What you should do:
For the listing below, give the number of lines that hold the string "OpenOptions", without anything else.
--------------------------------------------------
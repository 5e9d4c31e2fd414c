//! Single-file upload with optional chunking.
//!
//! Chunks for one path must be sent sequentially by the caller; the server
//! appends in arrival order and flips the file entry to complete on the
//! final chunk.

use crate::auth::{require_member, UserContext};
use crate::error::{ErrorResponse, HttpAppError};
use crate::state::AppState;
use axum::{
    extract::{Multipart, Path, State},
    Json,
};
use kickstorm_core::models::{FileEntryStatus, SessionStatus, UploadKind, UploadSession};
use kickstorm_core::{paths, AppError};
use serde::Serialize;
use std::fs::OpenOptions;
use std::io::Write;
use std::sync::Arc;
use utoipa::ToSchema;

#[derive(Debug, Serialize, ToSchema)]
pub struct UploadFileResponse {
    pub success: bool,
    pub session_id: String,
    pub path: String,
    pub size: u64,
    #[serde(skip_serializing_if = "Option::is_none")]
    pub chunk_index: Option<u32>,
    #[serde(skip_serializing_if = "Option::is_none")]
    pub total_chunks: Option<u32>,
}

#[derive(Default)]
struct UploadForm {
    data: Option<bytes::Bytes>,
    relative_path: Option<String>,
    session_id: Option<String>,
    chunk_index: Option<u32>,
    total_chunks: Option<u32>,
}

async fn read_form(mut multipart: Multipart) -> Result<UploadForm, HttpAppError> {
    let mut form = UploadForm::default();
    while let Some(field) = multipart.next_field().await.map_err(|e| {
        HttpAppError(AppError::InvalidInput(format!("Invalid multipart body: {}", e)))
    })? {
        let name = field.name().map(str::to_string);
        match name.as_deref() {
            Some("file") => {
                form.data = Some(field.bytes().await.map_err(|e| {
                    HttpAppError(AppError::InvalidInput(format!(
                        "Failed to read file body: {}",
                        e
                    )))
                })?);
            }
            Some("relative_path") | Some("path") => {
                form.relative_path = Some(read_text(field).await?);
            }
            Some("session_id") => {
                form.session_id = Some(read_text(field).await?);
            }
            Some("chunk_index") => {
                form.chunk_index = Some(parse_number(&read_text(field).await?, "chunk_index")?);
            }
            Some("total_chunks") => {
                form.total_chunks = Some(parse_number(&read_text(field).await?, "total_chunks")?);
            }
            _ => {}
        }
    }
    Ok(form)
}

async fn read_text(field: axum::extract::multipart::Field<'_>) -> Result<String, HttpAppError> {
    field.text().await.map_err(|e| {
        HttpAppError(AppError::InvalidInput(format!("Invalid form field: {}", e)))
    })
}

fn parse_number(raw: &str, what: &str) -> Result<u32, HttpAppError> {
    raw.trim().parse().map_err(|_| {
        HttpAppError(AppError::InvalidInput(format!(
            "{} must be a non-negative integer",
            what
        )))
    })
}

#[utoipa::path(
    post,
    path = "/api/v0/projects/{project_id}/files",
    tag = "uploads",
    params(
        ("project_id" = i64, Path, description = "Project ID")
    ),
    request_body(content = inline(Object), content_type = "multipart/form-data"),
    responses(
        (status = 200, description = "File or chunk staged", body = UploadFileResponse),
        (status = 400, description = "Invalid path or form", body = ErrorResponse),
        (status = 403, description = "Not a project member", body = ErrorResponse),
        (status = 413, description = "File exceeds the size limit", body = ErrorResponse),
        (status = 500, description = "Internal server error", body = ErrorResponse)
    )
)]
pub async fn upload_file(
    State(state): State<Arc<AppState>>,
    user: UserContext,
    Path(project_id): Path<i64>,
    multipart: Multipart,
) -> Result<Json<UploadFileResponse>, HttpAppError> {
    require_member(&state, project_id, user).await?;

    let form = read_form(multipart).await?;
    let data = form
        .data
        .ok_or_else(|| HttpAppError(AppError::InvalidInput("No file uploaded".to_string())))?;
    let raw_path = form.relative_path.ok_or_else(|| {
        HttpAppError(AppError::InvalidInput("relative_path is required".to_string()))
    })?;

    let sanitized = paths::sanitize(&raw_path)?;
    if let Err(reason) = paths::ensure_safe(&sanitized) {
        return Err(HttpAppError(AppError::InvalidPath(reason)));
    }

    let chunked = match (form.chunk_index, form.total_chunks) {
        (Some(index), Some(total)) => {
            if total == 0 || index >= total {
                return Err(HttpAppError(AppError::InvalidInput(format!(
                    "chunk_index {} is out of range for total_chunks {}",
                    index, total
                ))));
            }
            Some((index, total))
        }
        (None, None) => None,
        _ => {
            return Err(HttpAppError(AppError::InvalidInput(
                "chunk_index and total_chunks must be sent together".to_string(),
            )));
        }
    };

    if chunked.is_none() && data.len() as u64 > state.config.max_file_bytes {
        return Err(HttpAppError(AppError::PayloadTooLarge(format!(
            "File of {} bytes exceeds the limit of {} bytes",
            data.len(),
            state.config.max_file_bytes
        ))));
    }

    let session_id = form
        .session_id
        .unwrap_or_else(UploadSession::generate_id);
    let session_dir = state.store.session_dir(project_id, &session_id)?;
    let dest = state.store.staged_file_path(&session_dir, &sanitized)?;
    if let Some(parent) = dest.parent() {
        std::fs::create_dir_all(parent)
            .map_err(|e| HttpAppError(AppError::Internal(format!("IO error: {}", e))))?;
    }

    // Chunk 0 (or an unchunked upload) truncates; later chunks append.
    let append = matches!(chunked, Some((index, _)) if index > 0);
    let mut file = OpenOptions::new()
        .create(true)
        .append(append)
        .write(true)
        .truncate(!append)
        .open(&dest)
        .map_err(|e| HttpAppError(AppError::Internal(format!("IO error: {}", e))))?;
    file.write_all(&data)
        .map_err(|e| HttpAppError(AppError::Internal(format!("IO error: {}", e))))?;
    file.flush()
        .map_err(|e| HttpAppError(AppError::Internal(format!("IO error: {}", e))))?;
    drop(file);

    let size = std::fs::metadata(&dest)
        .map_err(|e| HttpAppError(AppError::Internal(format!("IO error: {}", e))))?
        .len();
    if size > state.config.max_file_bytes {
        let _ = std::fs::remove_file(&dest);
        return Err(HttpAppError(AppError::PayloadTooLarge(format!(
            "Assembled file of {} bytes exceeds the limit of {} bytes",
            size, state.config.max_file_bytes
        ))));
    }

    let mut session = state
        .store
        .load_metadata(&session_dir)?
        .unwrap_or_else(|| {
            UploadSession::new(session_id.clone(), project_id, UploadKind::Manual)
        });
    if session.initiated_by.is_none() {
        session.initiated_by = Some(user.user_id);
    }

    let file_status = match chunked {
        None => FileEntryStatus::Complete,
        Some((index, total)) if index + 1 == total => FileEntryStatus::Complete,
        Some(_) => FileEntryStatus::Pending,
    };
    session.upsert_file(&sanitized, size, file_status);
    session.set_status(SessionStatus::InProgress);
    state.store.save_metadata(&session_dir, &session)?;

    tracing::debug!(
        project_id = project_id,
        session_id = %session_id,
        path = %sanitized,
        size = size,
        chunk = ?chunked,
        "File staged in session"
    );

    Ok(Json(UploadFileResponse {
        success: true,
        session_id,
        path: sanitized,
        size,
        chunk_index: chunked.map(|(index, _)| index),
        total_chunks: chunked.map(|(_, total)| total),
    }))
}
use chrono::{DateTime, Utc};
use serde::{Deserialize, Serialize};
use utoipa::ToSchema;

use super::{SessionStatus, UploadKind};

/// Append-once record written to the head of `history.json` when a session
/// reaches a terminal state. The list is truncated to the most recent
/// entries (20 by default).
#[derive(Debug, Clone, Serialize, Deserialize, ToSchema)]
pub struct HistoryEntry {
    pub session_id: String,
    pub status: SessionStatus,
    #[serde(rename = "type")]
    pub kind: UploadKind,
    pub created_at: DateTime<Utc>,
    pub file_count: usize,
    pub total_size: u64,
    #[serde(skip_serializing_if = "Option::is_none")]
    pub commit_ref: Option<String>,
    #[serde(skip_serializing_if = "Option::is_none")]
    pub initiated_by: Option<i64>,
    #[serde(skip_serializing_if = "Option::is_none")]
    pub error: Option<String>,
}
--------------------------------------------------
Response:
2